The authors previously generated a stable cell line that expressed a disease-associated fragment of tau and showed that it could be used to propagate strains of aggregated tau that were extracted from different sources. Here, they treated such cells with tau aggregates from humans, mice or recombinant tau preparations to form cell lines that propagated the given aggregates. Through screening, they identified 18 putative strains of aggregated tau that differed in terms of inclusion morphology, proteolytic fragmentation patterns and/or seeding ability.

Seeding assays showed that different strains varied in their ability to induce the aggregation of monomeric mutant tau in cell lines and cultured hippocampal neurons

Morphologically, some of the strains were associated with single tau inclusions close to the nucleus, whereas others were associated with nuclear inclusions or cytoplasmic fibrils, among other structures. Proteolytic cleavage experiments revealed that different strains had different structural 'fingerprints' and that the inclusion morphology was insufficient to predict the cleavage pattern of a strain. Seeding assays showed that different strains varied in their ability to induce the aggregation of monomeric mutant tau in cell lines and cultured hippocampal neurons, and that inclusion morphology could also not predict seeding activity.

The authors next generated a cell line expressing fragments of mutant tau linked to fluorescence resonance energy transfer (FRET) biosensors, exposed these cells to the various strains of tau and examined the growth of cells containing tau aggregates (as determined by FRET). This approach revealed that seeding activity correlated with the inhibition of cellular growth. Interestingly, seeding activity did not correlate with the total or insoluble level of tau, suggesting that, in dividing cells, the strcuture of a strain is an important determinant of its seeding activity and toxic effects.

Could the variation in the properties of the strains in vitro account for the neuropathological variation that is observed in tauopathies in vivo? To address this question, the authors injected tau strains into the hippocampus of PS19 mice. The different strains were associated with different types of intracellular hippocampal pathology, with those showing the highest seeding activity often being associated with the most striking inclusions and widespread pathological distribution.

Subsequently, the authors inoculated various mouse brain regions with a selection of these strains to explore whether the strains affect specific brain regions. After 5 weeks, some strains with high seeding activity caused pathology at all the injection sites, whereas a strain with weaker activity just showed pathology in the hippocampus.

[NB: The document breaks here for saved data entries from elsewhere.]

//! Variable selectors and the adapter that puts them behind one interface.
//!
//! The harness only ever talks to [`adapter::SelectionAdapter`]. The selectors
//! themselves implement [`adapter::L1Selector`] and [`adapter::KnockoffFilter`],
//! so any other solver with the same contract can be swapped in.

use ndarray_linalg::error::LinalgError;
use thiserror::Error;

pub mod adapter;
pub mod construction;
pub mod covariance;
pub mod knockoff;
pub mod lasso;
pub mod standardize;

pub use adapter::{KnockoffFilter, L1Selection, L1Selector, SelectionAdapter, SelectionError};
pub use construction::KnockoffMethod;
pub use knockoff::{CovarianceSource, FilterOffset, GaussianKnockoffFilter};
pub use lasso::{CvLasso, LassoFit};

/// Failures of a selector on one dataset.
#[derive(Error, Debug)]
pub enum FitError {
    #[error(
        "Coordinate descent did not converge within {max_iterations} sweeps at lambda = {lambda:.6e}."
    )]
    DidNotConverge { lambda: f64, max_iterations: usize },

    #[error("The design has {rows} rows but the response has {responses} entries.")]
    DimensionMismatch { rows: usize, responses: usize },

    #[error("Cross-validation with {folds} folds needs at least {folds} samples, found {samples}.")]
    TooFewSamples { folds: usize, samples: usize },

    #[error(
        "The covariance has {found} columns but the design has {expected}; a known covariance must match the design width."
    )]
    CovarianceShape { expected: usize, found: usize },

    #[error(
        "The covariance is not positive definite (smallest eigenvalue {min_eigenvalue:.3e}); knockoffs cannot be constructed."
    )]
    NotPositiveDefinite { min_eigenvalue: f64 },

    #[error(
        "Selector returned variable index {index}, but the design only has {n_vars} columns{}.",
        .threshold_index.map(|j| format!(" (FDR target #{j})")).unwrap_or_default()
    )]
    IndexOutOfRange {
        index: usize,
        n_vars: usize,
        threshold_index: Option<usize>,
    },

    #[error("Linear algebra failure: {0}")]
    Linalg(#[from] LinalgError),

    #[error("Failed to assemble the augmented design: {0}")]
    Shape(#[from] ndarray::ShapeError),
}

However, some strains did not adhere to this apparent seeding activity–pathology relationship, indicating that factors other than seeding activity also determine the vulnerability of specific brain regions to certain tau strains.

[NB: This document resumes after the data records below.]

//! Reduction of per-simulation outcomes into averaged curves.
//!
//! Sums are accumulated per threshold and only normalized once every expected
//! simulation has either contributed or been skipped.

use crate::scoring::OutcomeStats;
use serde::{Deserialize, Serialize};
use thiserror::Error;

#[derive(Error, Debug, Clone, PartialEq, Eq)]
pub enum AggregateError {
    #[error("Simulation {sim} produced {found} threshold outcomes, expected {expected}.")]
    Misaligned {
        sim: usize,
        expected: usize,
        found: usize,
    },
    #[error(
        "Aggregation finalized early: {contributed} contributed and {skipped} skipped out of {expected} simulations."
    )]
    Incomplete {
        contributed: usize,
        skipped: usize,
        expected: usize,
    },
    #[error("Every simulation was skipped; there is nothing to average.")]
    NoContributions,
}

/// Running per-threshold sums over the simulations folded so far.
#[derive(Debug, Clone)]
pub struct AggregateStats {
    fdr_targets: Vec<f64>,
    expected_runs: usize,
    power_sum: Vec<f64>,
    fdr_sum: Vec<f64>,
    selected_sum: Vec<f64>,
    contributed: usize,
    skipped: usize,
}

/// Averaged knockoff power and FDR, aligned entry by entry with `fdr_targets`.
#[derive(Debug, Clone, PartialEq, Serialize, Deserialize)]
pub struct KnockoffCurves {
    pub fdr_targets: Vec<f64>,
    pub power: Vec<f64>,
    pub fdr: Vec<f64>,
    /// Mean size of the selected set.
    pub selected: Vec<f64>,
    pub runs: usize,
}

/// One row of [`KnockoffCurves`].
#[derive(Debug, Clone, Copy, PartialEq, Serialize, Deserialize)]
pub struct ThresholdSummary {
    pub target: f64,
    pub power: f64,
    pub fdr: f64,
    pub mean_selected: f64,
}

impl KnockoffCurves {
    pub fn len(&self) -> usize {
        self.fdr_targets.len()
    }

    pub fn is_empty(&self) -> bool {
        self.fdr_targets.is_empty()
    }

    pub fn summaries(&self) -> Vec<ThresholdSummary> {
        (0..self.len())
            .map(|j| ThresholdSummary {
                target: self.fdr_targets[j],
                power: self.power[j],
                fdr: self.fdr[j],
                mean_selected: self.selected[j],
            })
            .collect()
    }
}

impl AggregateStats {
    pub fn new(fdr_targets: &[f64], expected_runs: usize) -> Self {
        let width = fdr_targets.len();
        Self {
            fdr_targets: fdr_targets.to_vec(),
            expected_runs,
            power_sum: vec![0.0; width],
            fdr_sum: vec![0.0; width],
            selected_sum: vec![0.0; width],
            contributed: 0,
            skipped: 0,
        }
    }

    /// Adds one simulation's outcomes, one per threshold.
    pub fn fold(&mut self, sim: usize, outcomes: &[OutcomeStats]) -> Result<(), AggregateError> {
        if outcomes.len() != self.fdr_targets.len() {
            return Err(AggregateError::Misaligned {
                sim,
                expected: self.fdr_targets.len(),
                found: outcomes.len(),
            });
        }
        for (threshold, outcome) in outcomes.iter().enumerate() {
            self.power_sum[threshold] += outcome.power;
            self.fdr_sum[threshold] += outcome.fdr;
            self.selected_sum[threshold] += outcome.selected() as f64;
        }
        self.contributed += 1;
        Ok(())
    }

    pub fn record_skip(&mut self) {
        self.skipped += 1;
    }

    pub fn contributed(&self) -> usize {
        self.contributed
    }

    pub fn skipped(&self) -> usize {
        self.skipped
    }

    /// Means over the contributing runs. Does not consume the sums.
    pub fn finalize(&self) -> Result<KnockoffCurves, AggregateError> {
        if self.contributed + self.skipped != self.expected_runs {
            return Err(AggregateError::Incomplete {
                contributed: self.contributed,
                skipped: self.skipped,
                expected: self.expected_runs,
            });
        }
        if self.contributed == 0 {
            return Err(AggregateError::NoContributions);
        }
        let runs = self.contributed as f64;
        let mean = |sums: &[f64]| sums.iter().map(|s| s / runs).collect::<Vec<_>>();
        Ok(KnockoffCurves {
            fdr_targets: self.fdr_targets.clone(),
            power: mean(&self.power_sum),
            fdr: mean(&self.fdr_sum),
            selected: mean(&self.selected_sum),
            runs: self.contributed,
        })
    }
}

/// Lasso statistics, averaged over however many fits were run.
#[derive(Debug, Clone, PartialEq, Serialize, Deserialize)]
pub struct LassoBaseline {
    pub power: f64,
    pub fdr: f64,
    pub selected: f64,
    pub true_positives: f64,
    pub false_positives: f64,
    pub false_negatives: f64,
    /// Mean cross-validated λ over the fits that reported one.
    pub lambda: Option<f64>,
    pub runs: usize,
}

impl LassoBaseline {
    /// `None` when no lasso fit contributed.
    pub fn from_runs(runs: &[OutcomeStats], lambdas: &[f64]) -> Option<Self> {
        if runs.is_empty() {
            return None;
        }
        let count = runs.len() as f64;
        let mean = |field: fn(&OutcomeStats) -> f64| runs.iter().map(field).sum::<f64>() / count;
        Some(Self {
            power: mean(|o| o.power),
            fdr: mean(|o| o.fdr),
            selected: mean(|o| o.selected() as f64),
            true_positives: mean(|o| o.true_positives as f64),
            false_positives: mean(|o| o.false_positives as f64),
            false_negatives: mean(|o| o.false_negatives as f64),
            lambda: (!lambdas.is_empty())
                .then(|| lambdas.iter().sum::<f64>() / lambdas.len() as f64),
            runs: runs.len(),
        })
    }
}

#[cfg(test)]
mod tests {
    use super::*;
    use crate::scoring::score;
    use approx::assert_abs_diff_eq;
    use std::collections::BTreeSet;

    fn outcome(power: f64, fdr: f64) -> OutcomeStats {
        OutcomeStats {
            true_positives: 0,
            false_positives: 0,
            false_negatives: 0,
            power,
            fdr,
        }
    }

    #[test]
    fn averages_each_threshold_independently() {
        let targets = [0.05, 0.1, 0.2];
        let runs = [
            [outcome(0.2, 0.0), outcome(0.5, 0.1), outcome(0.9, 0.3)],
            [outcome(0.4, 0.0), outcome(0.6, 0.05), outcome(0.8, 0.2)],
            [outcome(0.0, 0.0), outcome(0.7, 0.0), outcome(1.0, 0.25)],
        ];
        let mut stats = AggregateStats::new(&targets, runs.len());
        for (sim, run) in runs.iter().enumerate() {
            stats.fold(sim, run).unwrap();
        }
        let curves = stats.finalize().unwrap();
        assert_eq!(curves.runs, 3);
        for threshold in 0..targets.len() {
            let power = runs.iter().map(|r| r[threshold].power).sum::<f64>() / 3.0;
            let fdr = runs.iter().map(|r| r[threshold].fdr).sum::<f64>() / 3.0;
            assert_abs_diff_eq!(curves.power[threshold], power, epsilon = 1e-12);
            assert_abs_diff_eq!(curves.fdr[threshold], fdr, epsilon = 1e-12);
        }
        assert_abs_diff_eq!(curves.power[0], 0.2, epsilon = 1e-12);
        assert_abs_diff_eq!(curves.fdr[2], 0.25, epsilon = 1e-12);
    }

    #[test]
    fn finalize_is_idempotent() {
        let mut stats = AggregateStats::new(&[0.1], 1);
        stats.fold(0, &[outcome(0.5, 0.2)]).unwrap();
        assert_eq!(stats.finalize().unwrap(), stats.finalize().unwrap());
    }

    #[test]
    fn finalize_before_all_runs_is_an_error() {
        let mut stats = AggregateStats::new(&[0.1], 3);
        stats.fold(0, &[outcome(0.5, 0.2)]).unwrap();
        stats.record_skip();
        assert_eq!(
            stats.finalize(),
            Err(AggregateError::Incomplete {
                contributed: 1,
                skipped: 1,
                expected: 3
            })
        );
    }

    #[test]
    fn skipped_runs_are_left_out_of_the_mean() {
        let mut stats = AggregateStats::new(&[0.1], 3);
        stats.fold(0, &[outcome(0.4, 0.0)]).unwrap();
        stats.record_skip();
        stats.fold(2, &[outcome(0.8, 0.5)]).unwrap();
        let curves = stats.finalize().unwrap();
        assert_eq!(curves.runs, 2);
        assert_abs_diff_eq!(curves.power[0], 0.6, epsilon = 1e-12);
        assert_abs_diff_eq!(curves.fdr[0], 0.25, epsilon = 1e-12);
    }

    #[test]
    fn all_skipped_has_no_mean() {
        let mut stats = AggregateStats::new(&[0.1], 1);
        stats.record_skip();
        assert_eq!(stats.finalize(), Err(AggregateError::NoContributions));
    }

    #[test]
    fn wrong_width_is_rejected() {
        let mut stats = AggregateStats::new(&[0.1, 0.2], 1);
        let err = stats.fold(4, &[outcome(1.0, 0.0)]).unwrap_err();
        assert_eq!(
            err,
            AggregateError::Misaligned {
                sim: 4,
                expected: 2,
                found: 1
            }
        );
        assert_eq!(stats.contributed(), 0);
    }

    #[test]
    fn lasso_baseline_means() {
        let truth: BTreeSet<usize> = (0..4).collect();
        let noisy: BTreeSet<usize> = [0, 1, 9].into_iter().collect();
        let runs = [
            score(&noisy, &truth, 4),
            score(&truth, &truth, 4),
        ];
        let baseline = LassoBaseline::from_runs(&runs, &[0.2, 0.4]).unwrap();
        assert_eq!(baseline.runs, 2);
        assert_abs_diff_eq!(baseline.lambda.unwrap(), 0.3, epsilon = 1e-12);
        assert_abs_diff_eq!(baseline.power, 0.75, epsilon = 1e-12);
        assert_abs_diff_eq!(baseline.selected, 3.5, epsilon = 1e-12);
        assert_abs_diff_eq!(baseline.false_positives, 0.5, epsilon = 1e-12);
        assert!(LassoBaseline::from_runs(&runs, &[]).unwrap().lambda.is_none());
        assert!(LassoBaseline::from_runs(&[], &[]).is_none());
    }
}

Finally, the authors examined how quickly tau pathology spreads after the injection of strains into the hippocampus of young PS19 mice. Although all strains eventually induced pathology in the contralateral hippocampus, those associated with the highest seeding activity spread to this region much more quickly than the other strains and showed rapid spreading to other regions at the earliest time point assessed.

Together, these findings suggest that different strains of tau may account for at least some of the differences between tauopathies in terms of the brain regions affected by tau pathology and the rate of its development.